Rotherham Council bosses decided to keep secret details of laptop thefts from their offices - despite being aware that ‘significant amounts of confidential information’ relating to a child abuse investigation and young people in care had been lost.
New information has now been made public about the theft of 21 laptops taken from the council’s Norfolk House offices on the night of October 26, 2011, by someone with apparent access to the building.
The ICO’s Freedom of Information has released copies of letters sent between it and Rotherham Council in relation to the matter, as well as some partially-redacted internal council emails.
They reveal that within a week of the theft, director of safeguarding and corporate parenting services Howard Woolfenden and children’s services boss Joyce Thacker were emailed by a member of staff tasked with finding out precisely what information had been lost.
An email sent to the pair by the unnamed worker said: “I am sorry to be the bearer of bad tidings.
“I have had a very cursory look at the H: drives of those staff who have had their laptops stolen. It does appear there are significant amounts of confidential information. As an example there are details of the sexploitation case involving taxi drivers.
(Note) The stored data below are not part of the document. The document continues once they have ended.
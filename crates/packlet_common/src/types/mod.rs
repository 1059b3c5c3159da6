pub mod asset;
pub mod asset_reference;
pub mod import_kind;
pub mod loader_result;
pub mod module_id;
pub mod output_asset;
pub mod raw_idx;
pub mod source;
pub mod source_joiner;
pub mod source_location;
“This includes names, addresses, birth dates of both the victims and the alleged perpetrators plus some narrative about the events.”
On December 12, Mr Woolfenden sent an email saying he had discussed the theft with the police and whether those whose names were contained on the stolen laptops should be informed about what had happened.
The published version of the email says: “I shared the adult names with the police and discussed with the Detective Inspector [name redacted] with responsibility for safeguarding. Their decision is not to inform the named adults on the list.
“I have discussed the children with [name redacted] and risk assessed the merit of telling or not telling some or all of the named individuals.
“In conclusion, we felt it was in the interests of all the named individuals that they should not be informed.”
According to Louise Casey’s damning report into Rotherham Council, on December 19, 2011, a report was prepared for the council’s senior leadership team which advised bosses that ‘the safety of vulnerable persons, particularly children, could be compromised if the information is accessed’ and it may be necessary to tell the Information Commissioner’s Office about what had happened due to the sensitivity of the information.
But the report also warned the council may be fined by the ICO for the data breach.
No minutes were taken of the leadership team meeting but the ICO was not informed about the theft.
In February 2012, the Rotherham Advertiser reported about the loss of the laptops, resulting in the ICO contacting the council to ask for an explanation about what information had disappeared.
The council responded in April 2012 and initially stated that five of the laptops, which were all protected from unauthorised access, contained a ‘small amount of personal data’.
It said one of the laptops contained notes of a meeting relating to a police investigation into child sexual exploitation, including the names of the teenagers concerned and some of their dates of birth and addresses.
Information stored on the other laptops included names of children in care and details of Probation Service letters about prisoners who were due to leave jail.
But Rotherham Council said it considered no ‘sensitive personal data’ was contained in any of the laptops.
The letter to the ICO from the council’s legal department said an investigation had concluded that the theft appeared to be ‘opportunistic’ and done not for the information on the laptop but to sell on the devices with new hard drives.
The council said it had taken the view there was ‘no clear purpose’ in informing the ICO about the data loss as only an ‘ICT specialist’ would be able to get around the security measures.
However, the Casey report published this February said a whistleblower claimed he had demonstrated to council bosses that the laptops could be broken into within two hours by following instructions found via Google.
In June 2012, the ICO issued a decision to Rotherham Council, stating the circumstances of the case were considered serious and ‘the failure of council staff to comply with its confidentiality and information security policies resulted in the potentially inappropriate disclosure of the information concerned’.
It found the information lost ‘appears likely to have be ‘sensitive personal data’ and has the potential to cause significant detriment to the individuals concerned if compromised’.
But it said that following ‘remedial steps’ from the council, including improved security and encryption measures, it would not be taking formal enforcement action against the authority.
The case was reopened by the ICO in December 2012 after it was provided with further information about other laptops being stolen from council premises.
In January 2013, the council stated there had been ‘no hint’ of the information stolen from Norfolk House becoming public, but did confirm other computer equipment had been stolen from the council in the past and two further laptop thefts had taken place since October 26, 2011.
Further exchanges between the ICO and the council revealed that in March 2010 an unencrypted laptop containing three reports about children was stolen.
In May 2013, the ICO ruled no further action would be taken against the council.
The Louise Casey report in February said: “Whilst it is not possible to prove exactly what was held and therefore what was lost, evidence seen by inspectors confirms that the council did cover up the scale of the loss known at the time.”